Telos Raises 2026 Revenue Outlook to $187M-$200M, Sees 11%-14% EBITDA Margin
Telos forecasts 2026 revenue of $187M to $200M driven by expansion of federal IT security programs and TSA PreCheck gains, forecasting adjusted EBITDA margins of 11%-14% despite gross margin compression from lower-margin hardware/software sales and prepaid expenses. The pipeline holds $4.2B in 64 opportunities, with 20% likely awarded in H1 2026.
1. 2026 Revenue and Program Expansion
Telos projects 2026 revenue of $187 million to $200 million, backed by expansions of federal IT security programs and rising TSA PreCheck enrollments, alongside continued ramp-up of the IT GEMS initiative.
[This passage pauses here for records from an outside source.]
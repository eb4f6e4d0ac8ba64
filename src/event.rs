//! Cross-thread interest mutations.
//!
//! Selector keys are owned by their poller thread; every other thread asks
//! for interest changes by enqueuing an event here. The wake counter decides
//! whether the poller needs an explicit wakeup: the producer increments it,
//! and the transition out of the parked value (-1, set by the poller right
//! before a blocking select) fires the waker.

use crossbeam_channel::{Receiver, Sender};
use std::fmt;
use std::sync::Arc;
use std::sync::atomic::{AtomicI64, Ordering};

use crate::wrapper::Connection;

/// Interest bitmask over read/write readiness.
#[derive(Clone, Copy, PartialEq, Eq, Default)]
pub struct Ops(u8);

impl Ops {
    pub const NONE: Ops = Ops(0);
    pub const READ: Ops = Ops(1);
    pub const WRITE: Ops = Ops(2);

    pub fn contains(self, other: Ops) -> bool {
        self.0 & other.0 == other.0 && other.0 != 0
    }

    pub fn is_empty(self) -> bool {
        self.0 == 0
    }

    #[must_use]
    pub fn union(self, other: Ops) -> Ops {
        Ops(self.0 | other.0)
    }

    #[must_use]
    pub fn difference(self, other: Ops) -> Ops {
        Ops(self.0 & !other.0)
    }

    pub(crate) fn bits(self) -> u8 {
        self.0
    }

    pub(crate) fn from_bits(bits: u8) -> Ops {
        Ops(bits & 0b11)
    }
}

impl fmt::Debug for Ops {
    fn fmt(&self, f: &mut fmt::Formatter<'_>) -> fmt::Result {
        match (self.contains(Ops::READ), self.contains(Ops::WRITE)) {
            (true, true) => write!(f, "READ|WRITE"),
            (true, false) => write!(f, "READ"),
            (false, true) => write!(f, "WRITE"),
            (false, false) => write!(f, "NONE"),
        }
    }
}

#[derive(Clone, Copy, Debug, PartialEq, Eq)]
pub(crate) enum EventOp {
    /// Attach the wrapper to the selector with initial interest READ.
    Register,
    /// OR the mask into the key's existing interest set.
    AddInterest(Ops),
}

/// Pooled record of a pending interest mutation. Reset between uses so the
/// cache holds no connection references.
pub(crate) struct PollerEvent {
    conn: Option<Arc<Connection>>,
    op: EventOp,
}

impl PollerEvent {
    pub(crate) fn new() -> Self {
        Self {
            conn: None,
            op: EventOp::Register,
        }
    }

    pub(crate) fn set(&mut self, conn: Arc<Connection>, op: EventOp) {
        self.conn = Some(conn);
        self.op = op;
    }

    pub(crate) fn take(&mut self) -> Option<(Arc<Connection>, EventOp)> {
        self.conn.take().map(|conn| (conn, self.op))
    }

    pub(crate) fn reset(&mut self) {
        self.conn = None;
        self.op = EventOp::Register;
    }
}

/// Unbounded MPSC queue between event producers and one poller.
pub(crate) struct EventQueue {
    tx: Sender<PollerEvent>,
    rx: Receiver<PollerEvent>,
    wake_counter: AtomicI64,
    waker: mio::Waker,
}

impl EventQueue {
    pub(crate) fn new(waker: mio::Waker) -> Self {
        let (tx, rx) = crossbeam_channel::unbounded();
        Self {
            tx,
            rx,
            wake_counter: AtomicI64::new(0),
            waker,
        }
    }

    /// Enqueue an event, waking the poller if it is parked in a blocking
    /// select.
    pub(crate) fn push(&self, event: PollerEvent) {
        let _ = self.tx.send(event);
        if self.wake_counter.fetch_add(1, Ordering::AcqRel) == -1 {
            let _ = self.waker.wake();
        }
    }

    pub(crate) fn try_pop(&self) -> Option<PollerEvent> {
        self.rx.try_recv().ok()
    }

    /// Snapshot of how many events are queued. Drains are bounded by this so
    /// a flood of producers cannot starve selection.
    pub(crate) fn len(&self) -> usize {
        self.rx.len()
    }

    /// Wake the owning poller regardless of counter state.
    pub(crate) fn wake(&self) {
        let _ = self.waker.wake();
    }

    /// Park the counter at -1. The previous value tells the poller whether
    /// events arrived since the last drain (> 0 means select must not block).
    pub(crate) fn park(&self) -> i64 {
        self.wake_counter.swap(-1, Ordering::AcqRel)
    }

    /// Leave the parked state after selection.
    pub(crate) fn unpark(&self) {
        self.wake_counter.store(0, Ordering::Release);
    }
}

#[cfg(test)]
mod tests {
    use super::*;
    use mio::{Events, Poll, Token};
    use std::time::Duration;

    const WAKE: Token = Token(usize::MAX);

    fn queue_with_poll() -> (EventQueue, Poll, Events) {
        let poll = Poll::new().unwrap();
        let waker = mio::Waker::new(poll.registry(), WAKE).unwrap();
        (EventQueue::new(waker), poll, Events::with_capacity(8))
    }

    #[test]
    fn fifo_order() {
        let (queue, _poll, _events) = queue_with_poll();

        let mut e1 = PollerEvent::new();
        e1.op = EventOp::AddInterest(Ops::READ);
        let mut e2 = PollerEvent::new();
        e2.op = EventOp::AddInterest(Ops::WRITE);

        queue.push(e1);
        queue.push(e2);

        assert_eq!(queue.try_pop().unwrap().op, EventOp::AddInterest(Ops::READ));
        assert_eq!(
            queue.try_pop().unwrap().op,
            EventOp::AddInterest(Ops::WRITE)
        );
        assert!(queue.try_pop().is_none());
    }

    #[test]
    fn push_wakes_parked_poller() {
        let (queue, mut poll, mut events) = queue_with_poll();

        assert_eq!(queue.park(), 0);
        queue.push(PollerEvent::new());

        // the waker fired, so a blocking select returns promptly
        poll.poll(&mut events, Some(Duration::from_secs(2))).unwrap();
        let woke = events.iter().any(|e| e.token() == WAKE);
        assert!(woke);
        queue.unpark();
    }

    #[test]
    fn park_reports_pending_pushes() {
        let (queue, _poll, _events) = queue_with_poll();

        queue.push(PollerEvent::new());
        queue.push(PollerEvent::new());
        // two pushes since the last drain: select must not block
        assert_eq!(queue.park(), 2);
        queue.unpark();
    }

    #[test]
    fn ops_mask() {
        let rw = Ops::READ.union(Ops::WRITE);
        assert!(rw.contains(Ops::READ));
        assert!(rw.contains(Ops::WRITE));
        assert!(!Ops::READ.contains(Ops::WRITE));
        assert!(rw.difference(Ops::READ).contains(Ops::WRITE));
        assert!(Ops::NONE.is_empty());
        assert!(!Ops::NONE.contains(Ops::NONE));
    }
}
2. Margin Expectations and Expense Management
Gross margins are expected to contract due to a higher mix of lower-margin hardware/software content and the recognition of prepaid TSA PreCheck expenses, while adjusted EBITDA margins are forecast to improve to 11%-14% through top-line growth and reduced operating expenses.
3. Xacta Platform Growth
The Xacta platform maintains high renewal rates year-over-year, and the newly launched Xacta AI module is positioned to accelerate sales by automating authority-to-operate processes and improving customer outcomes.
4. Robust Business Development Pipeline
The company’s business development pipeline totals $4.2 billion across 64 opportunities, with approximately 20% of that value anticipated to be awarded in the first half of 2026, offering clear visibility into future contract inflows.